After a short break, Reyerson was questioned by prosecutor Matthew Frank and told the court that during the break, he was able to watch a longer version of the clip that included discussion by officers about Floyd’s potential drug use.
“Having heard it in context, were you able to tell what Mr. Floyd was saying there?” Frank asked Reyerson after the clip was played again in court.
“Yes, I believe Mr. Floyd is saying, ‘I ain’t doing no drugs,'” Reyerson said.
Chauvin had responsibility to re-evaluate use of force: expert witness
Earlier in the day, court heard from Stiger, appearing as a paid prosecution witness providing expert testimony on use of force, say that Chauvin had a responsibility to re-evaluate pressing his knee into Floyd’s neck during their encounter as the health of the 46-year old Black man was clearly “deteriorating.”
Stiger had testified the day before that the pressure being exerted on Floyd was excessive and could cause positional asphyxia and lead to death.
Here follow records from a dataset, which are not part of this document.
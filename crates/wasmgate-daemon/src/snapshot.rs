use std::io;
use std::path::{Path, PathBuf};

use serde::{Deserialize, Serialize};

const RESTORE_MARKER: &str = "restore_pending.json";

#[derive(Debug, Serialize, Deserialize)]
struct RestoreMarker {
    file: PathBuf,
}

fn copy_dir(src: &Path, dest: &Path) -> io::Result<()> {
    std::fs::create_dir_all(dest)?;
    for entry in std::fs::read_dir(src)? {
        let entry = entry?;
        let target = dest.join(entry.file_name());
        if entry.file_type()?.is_dir() {
            copy_dir(&entry.path(), &target)?;
        } else {
            std::fs::copy(entry.path(), &target)?;
        }
    }
    Ok(())
}

/// Copies the broker data directory into a timestamped sibling snapshot
/// directory and returns its path.
pub fn create_snapshot(data_dir: &Path) -> io::Result<PathBuf> {
    let parent = data_dir.parent().unwrap_or_else(|| Path::new("."));
    let name = format!("broker_{}", chrono::Utc::now().format("%Y%m%d-%H%M%S"));
    let dest = parent.join("snapshots").join(name);
    copy_dir(data_dir, &dest)?;
    tracing::info!(file = %dest.display(), "broker snapshot created");
    Ok(dest)
}

/// Records a pending restore. The marker is applied on the next startup,
/// before the broker opens its journals.
pub fn schedule_restore(data_dir: &Path, snapshot: &Path) -> io::Result<()> {
    if !snapshot.is_dir() {
        return Err(io::Error::new(
            io::ErrorKind::NotFound,
            format!("snapshot {} does not exist", snapshot.display()),
        ));
    }
    std::fs::create_dir_all(data_dir)?;
    let marker = RestoreMarker {
        file: snapshot.to_path_buf(),
    };
    let body = serde_json::to_vec_pretty(&marker)?;
    std::fs::write(data_dir.join(RESTORE_MARKER), body)?;
    Ok(())
}

/// Replaces the data directory with the marked snapshot, if one is
/// pending. Returns the snapshot path that was applied.
pub fn apply_pending_restore(data_dir: &Path) -> io::Result<Option<PathBuf>> {
    let marker_path = data_dir.join(RESTORE_MARKER);
    if !marker_path.exists() {
        return Ok(None);
    }
    let marker: RestoreMarker = serde_json::from_slice(&std::fs::read(&marker_path)?)?;
    if !marker.file.is_dir() {
        tracing::warn!(file = %marker.file.display(), "pending restore points at a missing snapshot; ignoring");
        std::fs::remove_file(&marker_path)?;
        return Ok(None);
    }
    std::fs::remove_dir_all(data_dir)?;
    copy_dir(&marker.file, data_dir)?;
    tracing::info!(file = %marker.file.display(), "broker data restored from snapshot");
    Ok(Some(marker.file))
}

#[cfg(test)]
mod tests {
    use super::*;

    #[test]
    fn snapshot_copies_the_tree() {
        let root = tempfile::tempdir().unwrap();
        let data = root.path().join("data");
        std::fs::create_dir_all(data.join("streams/WORKER_A")).unwrap();
        std::fs::write(data.join("streams/WORKER_A/journal.log"), b"records").unwrap();

        let snap = create_snapshot(&data).unwrap();
        assert!(snap.starts_with(root.path().join("snapshots")));
        assert_eq!(
            std::fs::read(snap.join("streams/WORKER_A/journal.log")).unwrap(),
            b"records"
        );
    }

    #[test]
    fn restore_round_trip() {
        let root = tempfile::tempdir().unwrap();
        let data = root.path().join("data");
        std::fs::create_dir_all(&data).unwrap();
        std::fs::write(data.join("state.bin"), b"v1").unwrap();

        let snap = create_snapshot(&data).unwrap();
        std::fs::write(data.join("state.bin"), b"v2-corrupted").unwrap();

        schedule_restore(&data, &snap).unwrap();
        let applied = apply_pending_restore(&data).unwrap();
        assert_eq!(applied, Some(snap));
        assert_eq!(std::fs::read(data.join("state.bin")).unwrap(), b"v1");
        // Marker is gone with the wipe.
        assert!(apply_pending_restore(&data).unwrap().is_none());
    }

    #[test]
    fn restore_requires_an_existing_snapshot() {
        let root = tempfile::tempdir().unwrap();
        let data = root.path().join("data");
        std::fs::create_dir_all(&data).unwrap();
        let err = schedule_restore(&data, &root.path().join("missing")).unwrap_err();
        assert_eq!(err.kind(), io::ErrorKind::NotFound);
    }
}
On Wednesday he reaffirmed that the force Chauvin used on Floyd was “not objectively reasonable.”
Prosecutor Steve Schleicher asked Stiger whether Chauvin had an obligation to take into account the distress Floyd was displaying when considering whether to continue the type of force he was applying.
“Absolutely. As the time went on … his health was deteriorating,” Stiger said. “His breath was getting lower. His tone of voice was getting lower. His movements were starting to cease.
“So at that point, as on officer on scene, you have a responsibility to realize, ‘OK, something is not right. Something has changed drastically from what was occurring earlier.’ So therefore, you have responsibility to take some type of action.”
During cross-examination, Chauvin’s lawyer asked a question he has posed to other witnesses — whether there are times when a suspect can fake the need for medical attention. Stiger agreed there were.
Obligated to believe
But when asked by the prosecutor whether an officer can “opt not to believe” the detained individual, Stiger said an officer is still obligated to believe them.
“That’s part of our duty,” he said.
Stiger also testified that Chauvin knelt on Floyd’s neck or neck area from the time officers put Floyd on the ground until paramedics arrived.
“That particular force did not change during the entire restraint period?” Schleicher asked as he showed the jury a composite image of five photos taken from various bystander and body-cam videos of the arrest.
“Correct,” Stiger replied.
But Nelson was able to get Stiger to agree with a number of statements. Stiger agreed with Nelson, for example, that an officer’s actions must be viewed from the point of view of a reasonable officer on the scene, not in hindsight.
He also agreed that a not-risky situation can suddenly escalate and that a person in handcuffs can still pose a threat to an officer.
Stiger also agreed that when Chauvin arrived at the scene and saw officers struggling to get him in the back seat of the squad car, it would have been within police policy guidelines for Chauvin to have stunned Floyd with a Taser.
And he agreed with Nelson that sometimes the use of force “looks really bad” but is still lawful.